Task brief
Transcribe word for word the lines below from the line with "fn from_str(s: &str)" through the line with "fn try_from(index: usize)", ends included.

Data excerpts
impl Parameter {
    /// Number of parameters. Valid indices are `0..COUNT`.
    pub const COUNT: usize = 38;

    /// All parameters in index order.
    pub const ALL: [Parameter; Self::COUNT] = [
        Parameter::CrossMix,
        Parameter::PreDelay,
        Parameter::HighPass,
        Parameter::LowPass,
        Parameter::TapCount,
        Parameter::TapLength,
        Parameter::TapGain,
        Parameter::TapDecay,
        Parameter::DiffusionEnabled,
        Parameter::DiffusionStages,
        Parameter::DiffusionDelay,
        Parameter::DiffusionFeedback,
        Parameter::LineCount,
        Parameter::LineGain,
        Parameter::LineDelay,
        Parameter::LineFeedback,
        Parameter::PostDiffusionEnabled,
        Parameter::PostDiffusionStages,
        Parameter::PostDiffusionDelay,
        Parameter::PostDiffusionFeedback,
        Parameter::PostLowShelfGain,
        Parameter::PostLowShelfFrequency,
        Parameter::PostHighShelfGain,
        Parameter::PostHighShelfFrequency,
        Parameter::PostCutoffFrequency,
        Parameter::DiffuserModAmount,
        Parameter::DiffuserModRate,
        Parameter::LineModAmount,
        Parameter::LineModRate,
        Parameter::TapSeed,
        Parameter::DiffusionSeed,
        Parameter::CombSeed,
        Parameter::PostDiffusionSeed,
        Parameter::StereoWidth,
        Parameter::DryOut,
        Parameter::PredelayOut,
        Parameter::EarlyOut,
        Parameter::LineOut,
    ];

    /// Index of this parameter in the flat parameter array.
    #[inline]
    pub const fn index(self) -> usize {
        self as usize
    }

    /// Looks up the parameter at `index`.
    ///
    /// Returns `None` for `index >= COUNT`.
    #[inline]
    pub const fn from_index(index: usize) -> Option<Parameter> {
        if index < Self::COUNT {
            Some(Self::ALL[index])
        } else {
            None
        }
    }

    /// Stable name used for serialization keys and display.
    pub const fn name(self) -> &'static str {
        match self {
            Parameter::CrossMix => "CrossMix",
            Parameter::PreDelay => "PreDelay",
            Parameter::HighPass => "HighPass",
            Parameter::LowPass => "LowPass",
            Parameter::TapCount => "TapCount",
            Parameter::TapLength => "TapLength",
            Parameter::TapGain => "TapGain",
            Parameter::TapDecay => "TapDecay",
            Parameter::DiffusionEnabled => "DiffusionEnabled",
            Parameter::DiffusionStages => "DiffusionStages",
            Parameter::DiffusionDelay => "DiffusionDelay",
            Parameter::DiffusionFeedback => "DiffusionFeedback",
            Parameter::LineCount => "LineCount",
            Parameter::LineGain => "LineGain",
            Parameter::LineDelay => "LineDelay",
            Parameter::LineFeedback => "LineFeedback",
            Parameter::PostDiffusionEnabled => "PostDiffusionEnabled",
            Parameter::PostDiffusionStages => "PostDiffusionStages",
            Parameter::PostDiffusionDelay => "PostDiffusionDelay",
            Parameter::PostDiffusionFeedback => "PostDiffusionFeedback",
            Parameter::PostLowShelfGain => "PostLowShelfGain",
            Parameter::PostLowShelfFrequency => "PostLowShelfFrequency",
            Parameter::PostHighShelfGain => "PostHighShelfGain",
            Parameter::PostHighShelfFrequency => "PostHighShelfFrequency",
            Parameter::PostCutoffFrequency => "PostCutoffFrequency",
            Parameter::DiffuserModAmount => "DiffuserModAmount",
            Parameter::DiffuserModRate => "DiffuserModRate",
            Parameter::LineModAmount => "LineModAmount",
            Parameter::LineModRate => "LineModRate",
            Parameter::TapSeed => "TapSeed",
            Parameter::DiffusionSeed => "DiffusionSeed",
            Parameter::CombSeed => "CombSeed",
            Parameter::PostDiffusionSeed => "PostDiffusionSeed",
            Parameter::StereoWidth => "StereoWidth",
            Parameter::DryOut => "DryOut",
            Parameter::PredelayOut => "PredelayOut",
            Parameter::EarlyOut => "EarlyOut",
            Parameter::LineOut => "LineOut",
        }
    }

    /// Looks up a parameter by its stable name (exact, case-sensitive).
    pub fn from_name(name: &str) -> Option<Parameter> {
        Self::ALL.iter().copied().find(|p| p.name() == name)
    }

    /// The conversion this parameter applies to its normalized value.
    pub const fn kind(self) -> ParamKind {
        match self {
            Parameter::CrossMix
            | Parameter::TapDecay
            | Parameter::DiffusionFeedback
            | Parameter::LineFeedback
            | Parameter::PostDiffusionFeedback
            | Parameter::DiffuserModAmount
            | Parameter::LineModAmount
            | Parameter::StereoWidth => ParamKind::Linear,

            Parameter::PreDelay | Parameter::TapLength | Parameter::LineDelay => {
                ParamKind::Duration { max_seconds: 0.5 }
            }
            Parameter::DiffusionDelay | Parameter::PostDiffusionDelay => {
                ParamKind::Duration { max_seconds: 0.05 }
            }

            Parameter::TapCount => ParamKind::Count { min: 0, scale: 100.0 },
            Parameter::DiffusionStages | Parameter::PostDiffusionStages => {
                ParamKind::Count { min: 1, scale: 3.999 }
            }
            Parameter::LineCount => ParamKind::Count { min: 1, scale: 11.999 },

            Parameter::DiffusionEnabled | Parameter::PostDiffusionEnabled => ParamKind::Toggle,

            Parameter::TapGain
            | Parameter::LineGain
            | Parameter::PostLowShelfGain
            | Parameter::PostHighShelfGain
            | Parameter::DryOut
            | Parameter::PredelayOut
            | Parameter::EarlyOut
            | Parameter::LineOut => ParamKind::Gain,

            Parameter::HighPass => ParamKind::Frequency { low_hz: 20.0, span_hz: 980.0 },
            Parameter::LowPass => ParamKind::Frequency { low_hz: 400.0, span_hz: 19600.0 },
            Parameter::PostLowShelfFrequency => ParamKind::Frequency { low_hz: 0.0, span_hz: 1000.0 },
            Parameter::PostHighShelfFrequency | Parameter::PostCutoffFrequency => {
                ParamKind::Frequency { low_hz: 0.0, span_hz: 20000.0 }
            }

            Parameter::DiffuserModRate | Parameter::LineModRate => ParamKind::Rate { max_hz: 10.0 },

            Parameter::TapSeed
            | Parameter::DiffusionSeed
            | Parameter::CombSeed
            | Parameter::PostDiffusionSeed => ParamKind::Seed,
        }
    }

    /// The processing stage this parameter belongs to.
    pub const fn group(self) -> ParamGroup {
        match self.index() {
            0..=3 => ParamGroup::Input,
            4..=11 => ParamGroup::Early,
            12..=19 => ParamGroup::Late,
            20..=24 => ParamGroup::Frequency,
            25..=28 => ParamGroup::Modulation,
            29..=32 => ParamGroup::Seeds,
            _ => ParamGroup::Output,
        }
    }

    /// Display unit of the physical value.
    pub const fn unit(self) -> ParamUnit {
        self.kind().unit()
    }

    /// Returns `true` for the four pseudo-random seed controls.
    #[inline]
    pub const fn is_seed(self) -> bool {
        matches!(self.kind(), ParamKind::Seed)
    }

    /// Returns `true` for controls whose physical value is a length in samples,
    /// and therefore depends on the sample rate.
    #[inline]
    pub const fn is_duration(self) -> bool {
        matches!(self.kind(), ParamKind::Duration { .. })
    }

    /// Iterates over all parameters in index order.
    pub fn iter() -> impl Iterator<Item = Parameter> {
        Self::ALL.into_iter()
    }
}

impl fmt::Display for Parameter {
    fn fmt(&self, f: &mut fmt::Formatter<'_>) -> fmt::Result {
        f.write_str(self.name())
    }
}

/// Error returned when parsing an unknown parameter name.
#[derive(Debug, Clone, Copy, PartialEq, Eq)]
pub struct UnknownParameter;

impl fmt::Display for UnknownParameter {
    fn fmt(&self, f: &mut fmt::Formatter<'_>) -> fmt::Result {
        f.write_str("unknown parameter name")
    }
}

#[cfg(feature = "std")]
impl std::error::Error for UnknownParameter {}

impl FromStr for Parameter {
    type Err = UnknownParameter;

    fn from_str(s: &str) -> Result<Self, Self::Err> {
        Parameter::from_name(s).ok_or(UnknownParameter)
    }
}

impl TryFrom<usize> for Parameter {
    type Error = UnknownParameter;

    fn try_from(index: usize) -> Result<Self, Self::Error> {
        Parameter::from_index(index).ok_or(UnknownParameter)
    }
}

/// How a parameter's normalized value maps to its physical value.
///
/// `v` is the normalized control value, `sr` the sample rate, `r` the
/// octave-span response of `v`, and `g` the decade-span response of `v`.
///
/// | Kind | Physical value |
/// |------|----------------|
/// | `Linear` | `v` |
/// | `Duration` | `trunc(v * max_seconds * sr)` samples |
/// | `Count` | `min + trunc(v * scale)` |
/// | `Toggle` | `v >= 0.5` |
/// | `Gain` | `g` (linear gain) |
/// | `Frequency` | `low_hz + r * span_hz` |
/// | `Rate` | `g * max_hz` |
/// | `Seed` | `trunc(v * 1_000_000)` |
#[derive(Debug, Clone, Copy, PartialEq)]
pub enum ParamKind {
    /// Passed through unchanged.
    Linear,
    /// Length in samples, scaled by the sample rate.
    Duration {
        /// Length in seconds at `v = 1.0`.
        max_seconds: f64,
    },
    /// Integer count.
    Count {
        /// Count at `v = 0.0`.
        min: i32,
        /// Multiplier applied before truncation. Slightly below the number of
        /// steps so that `v = 1.0` lands on the top step.
        scale: f64,
    },
    /// On/off switch, thresholded at one half.
    Toggle,
    /// Linear gain shaped by the decade-span curve.
    Gain,
    /// Frequency band shaped by the octave-span curve.
    Frequency {
        /// Frequency at `v = 0.0`.
        low_hz: f64,
        /// Width of the band.
        span_hz: f64,
    },
    /// Modulation rate shaped by the decade-span curve.
    Rate {
        /// Rate at `v = 1.0`.
        max_hz: f64,
    },
    /// Pseudo-random seed.
    Seed,
}

impl ParamKind {
    /// Scale applied to the normalized value of seed controls.
    pub const SEED_SCALE: f64 = 1_000_000.0;

    /// Display unit for values of this kind.
    pub const fn unit(self) -> ParamUnit {
        match self {
            ParamKind::Linear => ParamUnit::Percent,
            ParamKind::Duration { .. } => ParamUnit::Milliseconds,
            ParamKind::Count { .. } | ParamKind::Seed => ParamUnit::None,
            ParamKind::Toggle => ParamUnit::Toggle,
            ParamKind::Gain => ParamUnit::Decibels,
            ParamKind::Frequency { .. } | ParamKind::Rate { .. } => ParamUnit::Hertz,
        }
    }
}

/// Processing stage of a parameter, used for grouping in host UIs.
#[derive(Debug, Clone, Copy, PartialEq, Eq, Hash)]
pub enum ParamGroup {
    /// Input filtering and pre-delay.
    Input,
    /// Early reflections and early diffusion.
    Early,
    /// Late delay lines and late diffusion.
    Late,
    /// Shelving and cutoff filters in the late lines.
    Frequency,
    /// Delay modulation.
    Modulation,
    /// Pseudo-random seeds.
    Seeds,
    /// Output mix.
    Output,
}

impl ParamGroup {
    /// Display name of the group.
    pub const fn name(self) -> &'static str {
        match self {
            ParamGroup::Input => "Input",
            ParamGroup::Early => "Early",
            ParamGroup::Late => "Late",
            ParamGroup::Frequency => "Frequency Response",
            ParamGroup::Modulation => "Modulation",
            ParamGroup::Seeds => "Seeds",
            ParamGroup::Output => "Output",
        }
    }
}

/// Display unit of a physical parameter value.
#[derive(Debug, Clone, Copy, PartialEq, Eq, Hash)]
pub enum ParamUnit {
    /// Decibels, for gains and output levels.
    Decibels,
    /// Hertz, for cutoffs and modulation rates.
    Hertz,
    /// Milliseconds, for durations held in samples.
    Milliseconds,
    /// Percent, for pass-through controls.
    Percent,
    /// On/Off.
    Toggle,
    /// Dimensionless counts and seeds.
    None,
}

impl ParamUnit {
    /// Returns the unit suffix string for display.
    pub const fn suffix(&self) -> &'static str {
        match self {
            ParamUnit::Decibels => " dB",
            ParamUnit::Hertz => " Hz",
            ParamUnit::Milliseconds => " ms",
            ParamUnit::Percent => "%",
            ParamUnit::Toggle | ParamUnit::None => "",
        }
    }
}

Solution to the problem
    fn from_str(s: &str) -> Result<Self, Self::Err> {
        Parameter::from_name(s).ok_or(UnknownParameter)
    }
}

impl TryFrom<usize> for Parameter {
    type Error = UnknownParameter;

    fn try_from(index: usize) -> Result<Self, Self::Error> {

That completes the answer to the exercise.